The growth of BARROW, now a county borough, has already been noticed. (fn. 84) The place received a charter of incorporation on 13 June 1867, and was made an independent township in 1871. (fn. 85) The bounds were afterwards altered, and the borough and civil parish in 1881 made conterminous. (fn. 86) The town is now divided into eight wards, each with an alderman and three councillors: Central, Ramsden, Hindpool, Salthouse, Newbarns, Hawcoat, Yarlside and Walney. (fn. 87) In 1885 Barrow became a Parliamentary borough, returning one member. A commission of the peace was granted in 1890, and there are a borough police force and a fire brigade. A school board was formed in 1872. The Free Libraries Act was adopted in 1881; the library is accommodated in the town hall, (fn. 88) and there are technical schools, opened in 1903. A market and town hall had been built in 1866 and were afterwards purchased by the new corporation; a fish market, now used for fruit, was added in 1903, and a new cattle market in 1908. In 1869 the gas and water works were purchased from a private company. (fn. 89) The water works supply various places outside the borough, as Dalton and Ulverston. There are public baths, a park in Abbey Road and a recreation ground on Walney Island called Biggar Bank. A cemetery was opened in 1873 and infectious diseases hospitals in 1882 and 1903. The North Lonsdnle Hospital, founded in 1866, is supported by subscriptions, (fn. 90) and there are other charities. A coat-of-arms was granted in 1867. Barrow was made a separate port in 1872.
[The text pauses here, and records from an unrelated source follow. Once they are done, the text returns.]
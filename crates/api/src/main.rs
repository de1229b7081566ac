//! BeFit API - JSON backend for the store and the admin dashboard.
//!
//! This binary serves `/api/v1` on port 8000.
//!
//! # Architecture
//!
//! - Axum web framework, JSON in and out
//! - Managed identity provider (Cognito) for credentials and bearer tokens
//! - S3 for product and profile images
//! - Stripe and PayPal for charges and refunds
//! - `PostgreSQL` for the catalog, orders, subscriptions and loyalty
//!
//! Migrations are not run on startup:
//! `cargo run -p befit-cli -- migrate`

#![cfg_attr(not(test), forbid(unsafe_code))]

use std::net::SocketAddr;

use axum::Router;
use axum::http::{HeaderValue, Method, header};
use axum::middleware::from_fn;
use tower::Layer;
use tower_http::cors::{AllowOrigin, CorsLayer};
use tower_http::normalize_path::NormalizePathLayer;
use tower_http::trace::TraceLayer;

use befit_api::config::ApiConfig;
use befit_api::db;
use befit_api::middleware::{request_id_middleware, security_headers_middleware};
use befit_api::routes;
use befit_api::state::AppState;
use sentry::integrations::tracing as sentry_tracing;
use tracing_subscriber::{layer::SubscriberExt, util::SubscriberInitExt};

/// Initialize Sentry error tracking and return guard that must be kept alive.
fn init_sentry(config: &ApiConfig) -> Option<sentry::ClientInitGuard> {
    let dsn = config.sentry_dsn.as_ref()?;

    let guard = sentry::init((
        dsn.as_str(),
        sentry::ClientOptions {
            release: sentry::release_name!(),
            environment: config
                .sentry_environment
                .clone()
                .map(std::borrow::Cow::Owned),
            sample_rate: config.sentry_sample_rate,
            traces_sample_rate: config.sentry_traces_sample_rate,
            attach_stacktrace: true,
            ..Default::default()
        },
    ));

    tracing::info!("Sentry initialized");
    Some(guard)
}

/// Filter tracing events to Sentry event types.
fn sentry_event_filter(metadata: &tracing::Metadata<'_>) -> sentry_tracing::EventFilter {
    match *metadata.level() {
        tracing::Level::ERROR | tracing::Level::WARN => sentry_tracing::EventFilter::Event,
        tracing::Level::INFO | tracing::Level::DEBUG => sentry_tracing::EventFilter::Breadcrumb,
        _ => sentry_tracing::EventFilter::Ignore,
    }
}

/// Initialize tracing. `LOG_FORMAT=json` switches to JSON lines.
fn init_tracing() {
    let env_filter = tracing_subscriber::EnvFilter::try_from_default_env()
        .unwrap_or_else(|_| "befit_api=info,tower_http=debug".into());
    let sentry_layer = sentry_tracing::layer().event_filter(sentry_event_filter);
    let registry = tracing_subscriber::registry().with(env_filter).with(sentry_layer);

    if std::env::var("LOG_FORMAT").is_ok_and(|format| format.eq_ignore_ascii_case("json")) {
        registry
            .with(tracing_subscriber::fmt::layer().json())
            .init();
    } else {
        registry.with(tracing_subscriber::fmt::layer()).init();
    }
}

fn cors_layer(config: &ApiConfig) -> CorsLayer {
    let origins: Vec<HeaderValue> = config
        .cors_origins
        .iter()
        .filter_map(|origin| match HeaderValue::from_str(origin) {
            Ok(value) => Some(value),
            Err(_) => {
                tracing::warn!(origin = %origin, "Skipping invalid CORS origin");
                None
            }
        })
        .collect();

    CorsLayer::new()
        .allow_origin(AllowOrigin::list(origins))
        .allow_methods([
            Method::GET,
            Method::POST,
            Method::PUT,
            Method::PATCH,
            Method::DELETE,
            Method::OPTIONS,
        ])
        .allow_headers([header::AUTHORIZATION, header::CONTENT_TYPE])
        .allow_credentials(true)
}

#[tokio::main]
async fn main() {
    // Load configuration from environment (needed for Sentry init)
    let config = ApiConfig::from_env().expect("Failed to load configuration");

    // Initialize Sentry (must be done before tracing subscriber)
    let _sentry_guard = init_sentry(&config);
    init_tracing();

    let pool = db::create_pool(&config.database_url)
        .await
        .expect("Failed to create database pool");
    tracing::info!("Database pool created");

    let addr = config.socket_addr();
    let cors = cors_layer(&config);
    let state = AppState::new(config, pool).expect("Failed to initialize application state");

    let app: Router = routes::rate_limited_app(state)
        .layer(from_fn(security_headers_middleware))
        .layer(from_fn(request_id_middleware))
        .layer(cors)
        .layer(TraceLayer::new_for_http().make_span_with(|request: &axum::extract::Request| {
            tracing::info_span!(
                "http_request",
                method = %request.method(),
                uri = %request.uri(),
                request_id = tracing::field::Empty,
            )
        }))
        // Sentry layers (outermost for full request coverage)
        .layer(sentry_tower::NewSentryLayer::new_from_top())
        .layer(sentry_tower::SentryHttpLayer::new().enable_transaction());
    let app = NormalizePathLayer::trim_trailing_slash().layer(app);

    tracing::info!("api listening on {}", addr);
    let listener = tokio::net::TcpListener::bind(addr)
        .await
        .expect("Failed to bind to address");

    axum::serve(
        listener,
        axum::ServiceExt::<axum::extract::Request>::into_make_service_with_connect_info::<
            SocketAddr,
        >(app),
    )
    .with_graceful_shutdown(shutdown_signal())
    .await
    .expect("Server error");
}

/// Wait for shutdown signal (Ctrl+C or SIGTERM).
async fn shutdown_signal() {
    let ctrl_c = async {
        tokio::signal::ctrl_c()
            .await
            .expect("Failed to install Ctrl+C handler");
    };

    #[cfg(unix)]
    let terminate = async {
        tokio::signal::unix::signal(tokio::signal::unix::SignalKind::terminate())
            .expect("Failed to install signal handler")
            .recv()
            .await;
    };

    #[cfg(not(unix))]
    let terminate = std::future::pending::<()>();

    tokio::select! {
        () = ctrl_c => {},
        () = terminate => {},
    }

    tracing::info!("Shutdown signal received, starting graceful shutdown");
}
//! Order repository.
//!
//! Reads go through [`OrderRepository`]. Writes that must happen together with
//! stock and cart changes are free functions over a connection.

use rust_decimal::Decimal;
use sqlx::{PgConnection, PgPool};

use befit_core::order::OrderTotals;
use befit_core::{
    OrderId, OrderStatus, PaymentMethodId, PaymentStatus, ProductId, SubscriptionId, UserId,
};

use super::RepositoryError;
use crate::models::{Order, OrderDetail, OrderItem};

const ORDER_COLUMNS: &str = "id, user_id, order_status, subtotal, tax, shipping_cost, discount, \
     total_amount, shipping_address, tracking_number, payment_method_id, payment_status, \
     payment_reference, subscription_id, created_at, updated_at, delivered_at, cancelled_at";

const ITEM_QUERY: &str = r"
    SELECT oi.id, oi.order_id, oi.product_id, p.name AS product_name, oi.quantity,
           oi.unit_price, oi.subtotal
    FROM befit.order_items oi
    JOIN befit.products p ON p.id = oi.product_id
    WHERE oi.order_id = $1
    ORDER BY oi.id
";

/// Repository for order reads.
pub struct OrderRepository<'a> {
    pool: &'a PgPool,
}

impl<'a> OrderRepository<'a> {
    /// Create a new order repository.
    #[must_use]
    pub const fn new(pool: &'a PgPool) -> Self {
        Self { pool }
    }

    /// A user's orders, newest first.
    ///
    /// # Errors
    ///
    /// Returns `RepositoryError::Database` if the query fails.
    pub async fn list_for_user(&self, user_id: UserId) -> Result<Vec<Order>, RepositoryError> {
        let rows = sqlx::query_as::<_, Order>(&format!(
            "SELECT {ORDER_COLUMNS} FROM befit.orders WHERE user_id = $1 \
             ORDER BY created_at DESC, id DESC"
        ))
        .bind(user_id)
        .fetch_all(self.pool)
        .await?;
        Ok(rows)
    }

    /// Orders billed to any of the user's subscriptions, newest first.
    ///
    /// # Errors
    ///
    /// Returns `RepositoryError::Database` if the query fails.
    pub async fn list_subscription_orders(
        &self,
        user_id: UserId,
    ) -> Result<Vec<Order>, RepositoryError> {
        let rows = sqlx::query_as::<_, Order>(&format!(
            "SELECT {ORDER_COLUMNS} FROM befit.orders \
             WHERE user_id = $1 AND subscription_id IS NOT NULL \
             ORDER BY created_at DESC, id DESC"
        ))
        .bind(user_id)
        .fetch_all(self.pool)
        .await?;
        Ok(rows)
    }

    /// One of the user's orders with its lines.
    ///
    /// # Errors
    ///
    /// Returns `RepositoryError::Database` if a query fails.
    pub async fn get_detail_for_user(
        &self,
        user_id: UserId,
        id: OrderId,
    ) -> Result<Option<OrderDetail>, RepositoryError> {
        let order = sqlx::query_as::<_, Order>(&format!(
            "SELECT {ORDER_COLUMNS} FROM befit.orders WHERE id = $1 AND user_id = $2"
        ))
        .bind(id)
        .bind(user_id)
        .fetch_optional(self.pool)
        .await?;

        let Some(order) = order else {
            return Ok(None);
        };
        let items = self.items(order.id).await?;
        Ok(Some(OrderDetail { order, items }))
    }

    /// Any order with its lines.
    ///
    /// # Errors
    ///
    /// Returns `RepositoryError::Database` if a query fails.
    pub async fn get_detail(&self, id: OrderId) -> Result<Option<OrderDetail>, RepositoryError> {
        let order = sqlx::query_as::<_, Order>(&format!(
            "SELECT {ORDER_COLUMNS} FROM befit.orders WHERE id = $1"
        ))
        .bind(id)
        .fetch_optional(self.pool)
        .await?;

        let Some(order) = order else {
            return Ok(None);
        };
        let items = self.items(order.id).await?;
        Ok(Some(OrderDetail { order, items }))
    }

    /// Lines of an order.
    ///
    /// # Errors
    ///
    /// Returns `RepositoryError::Database` if the query fails.
    pub async fn items(&self, id: OrderId) -> Result<Vec<OrderItem>, RepositoryError> {
        let rows = sqlx::query_as::<_, OrderItem>(ITEM_QUERY)
            .bind(id)
            .fetch_all(self.pool)
            .await?;
        Ok(rows)
    }

    /// Page through all orders, optionally by status, newest first.
    ///
    /// # Errors
    ///
    /// Returns `RepositoryError::Database` if the query fails.
    pub async fn list_all(
        &self,
        status: Option<OrderStatus>,
        limit: i64,
        offset: i64,
    ) -> Result<(Vec<Order>, i64), RepositoryError> {
        let rows = sqlx::query_as::<_, Order>(&format!(
            r"
            SELECT {ORDER_COLUMNS} FROM befit.orders
            WHERE ($1::befit.order_status IS NULL OR order_status = $1)
            ORDER BY created_at DESC, id DESC
            LIMIT $2 OFFSET $3
            "
        ))
        .bind(status)
        .bind(limit)
        .bind(offset)
        .fetch_all(self.pool)
        .await?;

        let total: i64 = sqlx::query_scalar(
            "SELECT COUNT(*) FROM befit.orders \
             WHERE ($1::befit.order_status IS NULL OR order_status = $1)",
        )
        .bind(status)
        .fetch_one(self.pool)
        .await?;

        Ok((rows, total))
    }

    /// Whether the user has a delivered order containing the product.
    ///
    /// # Errors
    ///
    /// Returns `RepositoryError::Database` if the query fails.
    pub async fn delivered_order_contains(
        &self,
        user_id: UserId,
        order_id: OrderId,
        product_id: ProductId,
    ) -> Result<bool, RepositoryError> {
        let found = sqlx::query_scalar(
            r"
            SELECT EXISTS(
                SELECT 1 FROM befit.orders o
                JOIN befit.order_items oi ON oi.order_id = o.id
                WHERE o.id = $1 AND o.user_id = $2 AND oi.product_id = $3
                  AND o.order_status = 'delivered'
            )
            ",
        )
        .bind(order_id)
        .bind(user_id)
        .bind(product_id)
        .fetch_one(self.pool)
        .await?;
        Ok(found)
    }
}

/// Fields of a new order row.
#[derive(Debug, Clone)]
pub struct NewOrder<'a> {
    pub user_id: UserId,
    pub order_status: OrderStatus,
    pub totals: OrderTotals,
    pub shipping_address: Option<&'a str>,
    pub payment_method_id: Option<PaymentMethodId>,
    pub payment_status: PaymentStatus,
    pub payment_reference: Option<&'a str>,
    pub subscription_id: Option<SubscriptionId>,
}

/// Insert an order row.
///
/// # Errors
///
/// Returns `RepositoryError::Database` if the insert fails.
pub async fn insert(conn: &mut PgConnection, order: &NewOrder<'_>) -> Result<Order, RepositoryError> {
    let row = sqlx::query_as::<_, Order>(&format!(
        r"
        INSERT INTO befit.orders (
            user_id, order_status, subtotal, tax, shipping_cost, discount, total_amount,
            shipping_address, payment_method_id, payment_status, payment_reference, subscription_id
        )
        VALUES ($1, $2, $3, $4, $5, $6, $7, $8, $9, $10, $11, $12)
        RETURNING {ORDER_COLUMNS}
        "
    ))
    .bind(order.user_id)
    .bind(order.order_status)
    .bind(order.totals.subtotal)
    .bind(order.totals.tax)
    .bind(order.totals.shipping_cost)
    .bind(order.totals.discount)
    .bind(order.totals.total_amount)
    .bind(order.shipping_address)
    .bind(order.payment_method_id)
    .bind(order.payment_status)
    .bind(order.payment_reference)
    .bind(order.subscription_id)
    .fetch_one(conn)
    .await?;
    Ok(row)
}

/// Insert an order line with its price snapshot.
///
/// # Errors
///
/// Returns `RepositoryError::Database` if the insert fails.
pub async fn insert_item(
    conn: &mut PgConnection,
    order_id: OrderId,
    product_id: ProductId,
    quantity: i32,
    unit_price: Decimal,
) -> Result<(), RepositoryError> {
    sqlx::query(
        r"
        INSERT INTO befit.order_items (order_id, product_id, quantity, unit_price, subtotal)
        VALUES ($1, $2, $3, $4, $4 * $3)
        ",
    )
    .bind(order_id)
    .bind(product_id)
    .bind(quantity)
    .bind(unit_price)
    .execute(conn)
    .await?;
    Ok(())
}

/// Lock an order row for a status change.
///
/// # Errors
///
/// Returns `RepositoryError::Database` if the query fails.
pub async fn lock(conn: &mut PgConnection, id: OrderId) -> Result<Option<Order>, RepositoryError> {
    let row = sqlx::query_as::<_, Order>(&format!(
        "SELECT {ORDER_COLUMNS} FROM befit.orders WHERE id = $1 FOR UPDATE"
    ))
    .bind(id)
    .fetch_optional(conn)
    .await?;
    Ok(row)
}

/// Lock the order paid through a gateway reference.
///
/// # Errors
///
/// Returns `RepositoryError::Database` if the query fails.
pub async fn lock_by_payment_reference(
    conn: &mut PgConnection,
    reference: &str,
) -> Result<Option<Order>, RepositoryError> {
    let row = sqlx::query_as::<_, Order>(&format!(
        "SELECT {ORDER_COLUMNS} FROM befit.orders WHERE payment_reference = $1 FOR UPDATE"
    ))
    .bind(reference)
    .fetch_optional(conn)
    .await?;
    Ok(row)
}

/// Write a new status, stamping `delivered_at` / `cancelled_at` when relevant.
///
/// # Errors
///
/// Returns `RepositoryError::Database` if the update fails.
pub async fn set_status(
    conn: &mut PgConnection,
    id: OrderId,
    status: OrderStatus,
    payment_status: PaymentStatus,
    tracking_number: Option<&str>,
) -> Result<Order, RepositoryError> {
    let row = sqlx::query_as::<_, Order>(&format!(
        r"
        UPDATE befit.orders SET
            order_status = $2,
            payment_status = $3,
            tracking_number = COALESCE($4, tracking_number),
            delivered_at = CASE WHEN $2 = 'delivered' THEN NOW() ELSE delivered_at END,
            cancelled_at = CASE WHEN $2 IN ('cancelled', 'refunded') THEN NOW() ELSE cancelled_at END
        WHERE id = $1
        RETURNING {ORDER_COLUMNS}
        "
    ))
    .bind(id)
    .bind(status)
    .bind(payment_status)
    .bind(tracking_number)
    .fetch_one(conn)
    .await?;
    Ok(row)
}

/// Take stock for a line. Fails when stock is short.
///
/// # Errors
///
/// Returns `RepositoryError::Conflict` if the product lacks stock.
/// Returns `RepositoryError::Database` if the update fails.
pub async fn decrement_stock(
    conn: &mut PgConnection,
    product_id: ProductId,
    quantity: i32,
) -> Result<(), RepositoryError> {
    let result = sqlx::query(
        "UPDATE befit.products SET stock = stock - $2 WHERE id = $1 AND stock >= $2",
    )
    .bind(product_id)
    .bind(quantity)
    .execute(conn)
    .await?;

    if result.rows_affected() == 0 {
        return Err(RepositoryError::Conflict(format!(
            "Insufficient stock for product {product_id}"
        )));
    }
    Ok(())
}

/// Return an order's quantities to stock.
///
/// # Errors
///
/// Returns `RepositoryError::Database` if the update fails.
pub async fn restore_stock(conn: &mut PgConnection, id: OrderId) -> Result<(), RepositoryError> {
    sqlx::query(
        r"
        UPDATE befit.products p SET stock = p.stock + totals.quantity
        FROM (
            SELECT product_id, SUM(quantity)::INTEGER AS quantity
            FROM befit.order_items WHERE order_id = $1 GROUP BY product_id
        ) totals
        WHERE p.id = totals.product_id
        ",
    )
    .bind(id)
    .execute(conn)
    .await?;
    Ok(())
}
//! Monthly subscription routes.

use axum::{
    Json, Router,
    extract::State,
    http::StatusCode,
    routing::{get, patch, post},
};

use crate::error::AppError;
use crate::middleware::RequireAuth;
use crate::models::{
    PaymentMethodChange, Subscription, SubscriptionCreate, SubscriptionHistory,
    SubscriptionSummary,
};
use crate::services::SubscriptionService;
use crate::services::subscriptions::today;
use crate::state::AppState;

/// Build the subscriptions router.
pub fn router() -> Router<AppState> {
    Router::new()
        .route("/subscriptions", post(create))
        .route("/subscriptions/my-subscription", get(mine))
        .route("/subscriptions/summary", get(summary))
        .route("/subscriptions/pause", patch(pause))
        .route("/subscriptions/resume", patch(resume))
        .route("/subscriptions/cancel", patch(cancel))
        .route("/subscriptions/payment-method", patch(change_payment_method))
        .route("/subscriptions/history", get(history))
}

/// Subscribe to the plan recommended by the caller's fitness profile.
pub async fn create(
    State(state): State<AppState>,
    RequireAuth(user): RequireAuth,
    Json(body): Json<SubscriptionCreate>,
) -> Result<(StatusCode, Json<Subscription>), AppError> {
    let subscription = service(&state)
        .create(user.id, body.payment_method_id, today())
        .await?;
    Ok((StatusCode::CREATED, Json(subscription)))
}

pub async fn mine(
    State(state): State<AppState>,
    RequireAuth(user): RequireAuth,
) -> Result<Json<Subscription>, AppError> {
    Ok(Json(service(&state).mine(user.id).await?))
}

pub async fn summary(
    State(state): State<AppState>,
    RequireAuth(user): RequireAuth,
) -> Result<Json<SubscriptionSummary>, AppError> {
    Ok(Json(service(&state).summary(user.id).await?))
}

pub async fn pause(
    State(state): State<AppState>,
    RequireAuth(user): RequireAuth,
) -> Result<Json<Subscription>, AppError> {
    Ok(Json(service(&state).pause(user.id).await?))
}

pub async fn resume(
    State(state): State<AppState>,
    RequireAuth(user): RequireAuth,
) -> Result<Json<Subscription>, AppError> {
    Ok(Json(service(&state).resume(user.id, today()).await?))
}

/// Cancel for good. A cancelled subscription cannot be resumed.
pub async fn cancel(
    State(state): State<AppState>,
    RequireAuth(user): RequireAuth,
) -> Result<Json<Subscription>, AppError> {
    Ok(Json(service(&state).cancel(user.id, today()).await?))
}

pub async fn change_payment_method(
    State(state): State<AppState>,
    RequireAuth(user): RequireAuth,
    Json(body): Json<PaymentMethodChange>,
) -> Result<Json<Subscription>, AppError> {
    let subscription = service(&state)
        .change_payment_method(user.id, body.payment_method_id)
        .await?;
    Ok(Json(subscription))
}

pub async fn history(
    State(state): State<AppState>,
    RequireAuth(user): RequireAuth,
) -> Result<Json<SubscriptionHistory>, AppError> {
    Ok(Json(service(&state).history(user.id).await?))
}

pub(crate) fn service(state: &AppState) -> SubscriptionService<'_> {
    SubscriptionService::new(state.pool(), state.payments())
}
//! Point expiry against a real database.

use befit_api::models::BatchExpireReport;
use befit_api::services::LoyaltyService;
use befit_core::UserId;
use befit_integration_tests::fixtures;
use chrono::NaiveDate;
use sqlx::PgPool;

fn date(y: i32, m: u32, d: u32) -> NaiveDate {
    NaiveDate::from_ymd_opt(y, m, d).expect("valid date")
}

async fn member(pool: &PgPool, user_id: UserId, tier_level: i32, points: i32, expires: NaiveDate) {
    sqlx::query(
        r"
        INSERT INTO befit.user_loyalty (user_id, tier_id, total_points, points_expiration_date)
        SELECT $1, id, $2, $3 FROM befit.loyalty_tiers WHERE tier_level = $4
        ",
    )
    .bind(user_id)
    .bind(points)
    .bind(expires)
    .bind(tier_level)
    .execute(pool)
    .await
    .expect("insert member");
}

async fn balance(pool: &PgPool, user_id: UserId) -> (i32, i32, Option<NaiveDate>) {
    sqlx::query_as(
        "SELECT ul.total_points, t.tier_level, ul.points_expiration_date \
         FROM befit.user_loyalty ul JOIN befit.loyalty_tiers t ON t.id = ul.tier_id \
         WHERE ul.user_id = $1",
    )
    .bind(user_id)
    .fetch_one(pool)
    .await
    .expect("member balance")
}

#[sqlx::test(migrations = "../api/migrations")]
#[ignore = "Requires running database (DATABASE_URL)"]
async fn test_expiry_run_resets_only_members_past_their_date(pool: PgPool) {
    fixtures::seed_tiers(&pool).await;
    let today = date(2026, 10, 14);
    let ana = fixtures::user(&pool, "ana@example.com").await;
    let luis = fixtures::user(&pool, "luis@example.com").await;
    let maria = fixtures::user(&pool, "maria@example.com").await;
    member(&pool, ana, 2, 620, date(2026, 10, 13)).await;
    member(&pool, luis, 1, 0, today).await;
    member(&pool, maria, 1, 300, date(2026, 10, 15)).await;

    let report = LoyaltyService::new(&pool)
        .expire_all(today)
        .await
        .expect("expiry run");

    assert_eq!(
        report,
        BatchExpireReport {
            users_affected: 1,
            total_expired_points: 620,
        }
    );
    assert_eq!(balance(&pool, ana).await, (0, 1, None));
    assert_eq!(balance(&pool, luis).await, (0, 1, None));
    assert_eq!(balance(&pool, maria).await, (300, 1, Some(date(2026, 10, 15))));

    let ledger: Vec<i32> = sqlx::query_scalar(
        "SELECT points_change FROM befit.point_history WHERE event_type = 'expired'",
    )
    .fetch_all(&pool)
    .await
    .expect("ledger");
    assert_eq!(ledger, vec![-620]);
}

#[sqlx::test(migrations = "../api/migrations")]
#[ignore = "Requires running database (DATABASE_URL)"]
async fn test_second_expiry_run_finds_nothing(pool: PgPool) {
    fixtures::seed_tiers(&pool).await;
    let today = date(2026, 10, 14);
    let ana = fixtures::user(&pool, "ana@example.com").await;
    member(&pool, ana, 1, 150, date(2026, 10, 1)).await;
    let service = LoyaltyService::new(&pool);

    service.expire_all(today).await.expect("first run");
    let report = service.expire_all(today).await.expect("second run");

    assert_eq!(report, BatchExpireReport::default());
}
Borough of Barrow. Gules on a bend between in chief a serpent nowed and in base a stag trippant or an arrow pointing to a bee volant proper, on a chief argent on waves of the sea a steamboat proper.

Church

ST. MARY'S, Dalton, stands on high ground on the edge of a steep brow at the west end of the town, and is a handsome building of red sandstone in the style of the 14th century erected in 1885. The former church, which stood on the same site, is described by Close in 1805 (fn. 91) as 'a plain edifice neatly finished in the inside,' but before its demolition it had been much altered and modernized, the north side being rebuilt in 1826 and additions made in 1830. Glynne in 1833 states that the church then consisted of a chancel and nave without distinction, with north and south aisles, the latter extending 'quite to the east end,' west tower and north porch of two stories containing a plain Norman doorway. (fn. 92) The exterior was covered with rough-cast and all the windows were new, apparently of 1830 date, and illustrations of the building shortly before its demolition show a comparatively modern-looking structure under three parallel gabled roofs of equal length and a low embattled tower.

The present building (fn. 93) consists of a chancel, with north organ chamber and vestry and south chapel, nave of five bays with north and south aisles, lofty west tower, and north and south porches at the west end. The interior is lined with red sandstone, and is a good example of modern Gothic work. Some of the windows of the former building are retained in the south side of the quire setting a smaller scale to the morning chapel, which is under a low lean-to roof separate from the lofty gabled roof of the nave aisle.

The font is a relic of the old church, and is of late 15th or early 16th-century date, octagonal in shape and of red sandstone. It is very much weathered, and has two blank shields with quatrefoils above on each face, except on the east side, where there is a larger single shield with the arms of Furness Abbey. A number of mural tablets from the old church have also been preserved, including an inscribed brass plate at the west end of the north aisle to George Hilton (d. 1669) and one in the chancel to the Rev. W. Lodge, vicar (d. 1756).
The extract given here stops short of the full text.